Working in this agile way can be very effective.
Provided of course that you don’t take on too many initiatives simultaneously and are able to learn fast.
If not, the likely result will be missed opportunities due to not failing fast enough and not prioritizing successes sufficiently quickly.
Before you reach this point, it makes sense to shift your focus to efficiency.
Do you have a successful prototype that works not just in theory but also in practice?
Now is the time to improve processes and systems to make it more efficient. Aiming to make improvements over time rather than trying to achieve perfection straight away.
Over-engineering at this stage can waste time and effort. It is always better to iterate, evaluating the effects of the improvements and making further changes at a later date in the light of experience.

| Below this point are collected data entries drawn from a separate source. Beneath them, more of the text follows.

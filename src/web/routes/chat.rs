// Chat route handlers

use hyper::body::Bytes;
use hyper::{Body, Request, Response, StatusCode};
use std::convert::Infallible;
use std::sync::atomic::Ordering;

use hard_chat_engine::{ConversationHistory, GenerationConfig};

use crate::web::generation_queue::{GenerationRequest, TurnEvent};
use crate::web::models::{ChatRequest, StreamEvent, UndoRequest, UndoResponse, ValidateResponse};
use crate::web::request_parsing::parse_json_body;
use crate::web::response_helpers::{
    chat_error_body, chat_error_response, json_error, json_response, sse_response,
};
use crate::web::AppState;

const DONE_EVENT: &str = "data: [DONE]\n\n";

fn sse_event(event: &StreamEvent) -> Bytes {
    let json = serde_json::to_string(event)
        .unwrap_or_else(|_| r#"{"type":"error","error":"Serialization failed"}"#.to_string());
    Bytes::from(format!("data: {json}\n\n"))
}

pub async fn handle_validate(req: Request<Body>, state: &AppState) -> Result<Response<Body>, Infallible> {
    let request: ChatRequest = match parse_json_body(req.into_body()).await {
        Ok(req) => req,
        Err(error_response) => return Ok(error_response),
    };

    let settings = state.settings();
    let result = state.controller.validate(
        &request.message,
        &request.history,
        request.system_prompt_or(settings),
    );
    Ok(match result {
        Ok(input_tokens) => json_response(
            StatusCode::OK,
            &ValidateResponse {
                ok: true,
                input_tokens,
                limit: settings.max_input_tokens,
            },
        ),
        Err(e) => chat_error_response(&e),
    })
}

pub async fn handle_stream(req: Request<Body>, state: &AppState) -> Result<Response<Body>, Infallible> {
    let request: ChatRequest = match parse_json_body(req.into_body()).await {
        Ok(req) => req,
        Err(error_response) => return Ok(error_response),
    };

    let settings = state.settings();
    let system_prompt = request.system_prompt_or(settings).to_string();
    let config = request.generation_or(settings);
    Ok(start_turn(state, request.message, request.history, system_prompt, config))
}

/// Regenerate the newest turn of the supplied history.
pub async fn handle_retry(req: Request<Body>, state: &AppState) -> Result<Response<Body>, Infallible> {
    let request: ChatRequest = match parse_json_body(req.into_body()).await {
        Ok(req) => req,
        Err(error_response) => return Ok(error_response),
    };

    let settings = state.settings();
    let system_prompt = request.system_prompt_or(settings).to_string();
    let config = request.generation_or(settings);
    let mut history = request.history;
    if history.is_empty() {
        return Ok(json_error(StatusCode::BAD_REQUEST, "Nothing to retry"));
    }
    let message = history.pop_last();
    Ok(start_turn(state, message, history, system_prompt, config))
}

pub async fn handle_undo(req: Request<Body>) -> Result<Response<Body>, Infallible> {
    let request: UndoRequest = match parse_json_body(req.into_body()).await {
        Ok(req) => req,
        Err(error_response) => return Ok(error_response),
    };

    let mut history = request.history;
    let message = history.pop_last();
    Ok(json_response(StatusCode::OK, &UndoResponse { history, message }))
}

/// Admission, budget check, queueing, then an SSE body fed by the worker.
///
/// Rejections are plain JSON responses; once streaming starts, failures
/// arrive as an `error` event and the stream still ends with `[DONE]`.
fn start_turn(
    state: &AppState,
    message: String,
    history: ConversationHistory,
    system_prompt: String,
    config: GenerationConfig,
) -> Response<Body> {
    if let Err(e) = state.controller.validate(&message, &history, &system_prompt) {
        return chat_error_response(&e);
    }
    if let Err(e) = config.validate(state.settings().max_new_tokens_ceiling) {
        log::info!("Rejected generation config: {e}");
        return chat_error_response(&e);
    }

    let (request, mut events) = GenerationRequest::new(message, history, system_prompt, config);
    let id = request.id;
    let cancel = request.cancel.clone();
    if let Err(e) = state.queue.try_submit(request) {
        return json_error(StatusCode::SERVICE_UNAVAILABLE, &e.to_string());
    }

    let (mut sender, body) = Body::channel();
    tokio::spawn(async move {
        while let Some(event) = events.recv().await {
            let event = match event {
                TurnEvent::Update(history) => StreamEvent::Update { history },
                TurnEvent::Error(e) => StreamEvent::Error(chat_error_body(&e)),
            };
            if sender.send_data(sse_event(&event)).await.is_err() {
                log::info!("[{id}] Client disconnected");
                cancel.store(true, Ordering::SeqCst);
                return;
            }
        }
        let _ = sender.send_data(Bytes::from(DONE_EVENT)).await;
    });

    sse_response(body)
}

#[cfg(test)]
mod tests {
    use super::*;
    use crate::web::routes::handle_request;
    use crate::web::routes::test_support::*;
    use hard_chat_engine::inference::ScriptedInference;
    use hard_chat_engine::ChatSettings;
    use serde_json::{json, Value};
    use std::sync::Arc;

    /// JSON payloads of every `data:` line except the terminator.
    fn sse_payloads(raw: &str) -> Vec<Value> {
        raw.split("\n\n")
            .filter_map(|chunk| chunk.strip_prefix("data: "))
            .filter(|data| *data != "[DONE]")
            .map(|data| serde_json::from_str(data).unwrap())
            .collect()
    }

    #[tokio::test]
    async fn test_validate_reports_count_and_limit() {
        let (backend, state) = state("x");
        let response = handle_request(
            post("/api/chat/validate", json!({"message": "Hello", "history": []})),
            state,
        )
        .await
        .unwrap();
        assert_eq!(response.status(), StatusCode::OK);
        let body = body_json(response).await;
        assert_eq!(body["ok"], true);
        assert_eq!(body["limit"], 4000);
        assert!(body["input_tokens"].as_u64().unwrap() > 5);
        assert_eq!(backend.stream_calls(), 0);
    }

    #[tokio::test]
    async fn test_validate_too_long_is_422() {
        let settings = ChatSettings {
            max_input_tokens: 20,
            ..ChatSettings::default()
        };
        let state = state_with(Arc::new(ScriptedInference::silent()), settings);
        let response = handle_request(
            post("/api/chat/validate", json!({"message": "Hello", "system_prompt": "sys"})),
            state,
        )
        .await
        .unwrap();
        assert_eq!(response.status(), StatusCode::UNPROCESSABLE_ENTITY);
        let body = body_json(response).await;
        assert_eq!(body["limit"], 20);
        assert!(body["error"]
            .as_str()
            .unwrap()
            .contains("Clear your chat history"));
    }

    #[tokio::test]
    async fn test_stream_emits_growing_history_then_done() {
        let (_, state) = state("Hi!");
        let response = handle_request(
            post(
                "/api/chat/stream",
                json!({"message": "Hello", "history": [["earlier", "reply"]]}),
            ),
            state,
        )
        .await
        .unwrap();
        assert_eq!(response.status(), StatusCode::OK);
        assert_eq!(response.headers()["content-type"], "text/event-stream");

        let raw = body_string(response).await;
        assert!(raw.ends_with("data: [DONE]\n\n"));
        let events = sse_payloads(&raw);
        assert_eq!(events.len(), 3);
        assert!(events.iter().all(|e| e["type"] == "update"));
        assert_eq!(events[0]["history"], json!([["earlier", "reply"], ["Hello", "H"]]));
        assert_eq!(events[2]["history"][1], json!(["Hello", "Hi!"]));
    }

    #[tokio::test]
    async fn test_stream_with_immediate_eos_sends_one_empty_update() {
        let backend = Arc::new(ScriptedInference::silent());
        let state = state_with(backend, ChatSettings::default());
        let response = handle_request(post("/api/chat/stream", json!({"message": "Hi"})), state)
            .await
            .unwrap();
        let events = sse_payloads(&body_string(response).await);
        assert_eq!(events, vec![json!({"type": "update", "history": [["Hi", ""]]})]);
    }

    #[tokio::test]
    async fn test_stream_over_ceiling_is_400_without_inference() {
        let (backend, state) = state("x");
        let response = handle_request(
            post(
                "/api/chat/stream",
                json!({"message": "Hello", "generation": {"max_new_tokens": 2049}}),
            ),
            state,
        )
        .await
        .unwrap();
        assert_eq!(response.status(), StatusCode::BAD_REQUEST);
        let body = body_json(response).await;
        assert_eq!(body["requested"], 2049);
        assert_eq!(body["ceiling"], 2048);
        assert_eq!(backend.stream_calls(), 0);
    }

    #[tokio::test]
    async fn test_partial_generation_under_lower_ceiling_streams() {
        let settings = ChatSettings {
            max_new_tokens_ceiling: 512,
            ..ChatSettings::default()
        };
        let backend = Arc::new(ScriptedInference::new("Hey"));
        let state = state_with(backend.clone(), settings);
        let response = handle_request(
            post(
                "/api/chat/stream",
                json!({"message": "Hello", "generation": {"temperature": 0.7}}),
            ),
            state,
        )
        .await
        .unwrap();
        assert_eq!(response.status(), StatusCode::OK);
        let events = sse_payloads(&body_string(response).await);
        assert_eq!(events.last().unwrap()["history"], json!([["Hello", "Hey"]]));
        assert_eq!(backend.stream_calls(), 1);
    }

    #[tokio::test]
    async fn test_stream_too_long_is_422_without_inference() {
        let settings = ChatSettings {
            max_input_tokens: 10,
            ..ChatSettings::default()
        };
        let backend = Arc::new(ScriptedInference::new("x"));
        let state = state_with(backend.clone(), settings);
        let response = handle_request(post("/api/chat/stream", json!({"message": "Hello"})), state)
            .await
            .unwrap();
        assert_eq!(response.status(), StatusCode::UNPROCESSABLE_ENTITY);
        assert_eq!(backend.stream_calls(), 0);
    }

    #[tokio::test]
    async fn test_stream_failure_is_error_event_then_done() {
        let backend = Arc::new(ScriptedInference::new("abc").failing_after(1));
        let state = state_with(backend, ChatSettings::default());
        let response = handle_request(post("/api/chat/stream", json!({"message": "q"})), state)
            .await
            .unwrap();
        let raw = body_string(response).await;
        assert!(raw.ends_with("data: [DONE]\n\n"));
        let events = sse_payloads(&raw);
        assert_eq!(events.len(), 2);
        assert_eq!(events[0]["type"], "update");
        assert_eq!(events[1]["type"], "error");
        assert!(events[1]["error"].as_str().unwrap().starts_with("Inference failed"));
    }

    #[tokio::test]
    async fn test_retry_regenerates_last_turn() {
        let (_, state) = state("new");
        let response = handle_request(
            post(
                "/api/chat/retry",
                json!({"history": [["first", "one"], ["second", "old"]]}),
            ),
            state,
        )
        .await
        .unwrap();
        assert_eq!(response.status(), StatusCode::OK);
        let events = sse_payloads(&body_string(response).await);
        assert_eq!(
            events.last().unwrap()["history"],
            json!([["first", "one"], ["second", "new"]])
        );
    }

    #[tokio::test]
    async fn test_retry_with_empty_history_is_400() {
        let (backend, state) = state("x");
        let response = handle_request(post("/api/chat/retry", json!({"history": []})), state)
            .await
            .unwrap();
        assert_eq!(response.status(), StatusCode::BAD_REQUEST);
        assert_eq!(backend.stream_calls(), 0);
    }

    #[tokio::test]
    async fn test_undo_pops_last_turn() {
        let (_, state) = state("x");
        let response = handle_request(
            post("/api/chat/undo", json!({"history": [["a", "b"], ["c", "d"]]})),
            state.clone(),
        )
        .await
        .unwrap();
        let body = body_json(response).await;
        assert_eq!(body["message"], "c");
        assert_eq!(body["history"], json!([["a", "b"]]));

        let response = handle_request(post("/api/chat/undo", json!({"history": []})), state)
            .await
            .unwrap();
        let body = body_json(response).await;
        assert_eq!(body["message"], "");
        assert_eq!(body["history"], json!([]));
    }

    #[test]
    fn test_sse_event_framing() {
        let event = StreamEvent::Update {
            history: ConversationHistory::new(),
        };
        assert_eq!(
            sse_event(&event),
            Bytes::from(r#"data: {"type":"update","history":[]}"#.to_string() + "\n\n")
        );
    }
}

This approach frees up time to focus on doing more of the right things. This is turn creates a better balance between efficiency and effectiveness.
In this way, you increase your chances of transforming poor performance into peak performance.
Becoming more effective
In order to become more effective, you have to decide what are the most important long-term priorities for your business.
This requires strategic planning and alignment across functions.
Simple tools can be very helpful in deciding where to prioritize. The Eisenhower matrix below is one such tool:
Becoming more efficient
In order to become more efficient, you have to improve your systems, processes, and tools.
The good news is that technology is making it easier to automate or eliminate tasks that up to now have involved lots of manual inputs.
These include administrative activities such as invoicing, job scheduling and extracting data for reporting.
A 2019 McKinsey study on the future of work found that at least 30 percent of the tasks of 60 percent of all job functions can be automated.
With increasing technical capabilities of digital platforms and processes and with the advent of artificial intelligence, the opportunity to drive efficiency has perhaps never been greater.
Alternating between effectiveness and efficiency
In summary, becoming more effective and more efficient results in improved productivity. You get more of the important activities done in a shorter period of time.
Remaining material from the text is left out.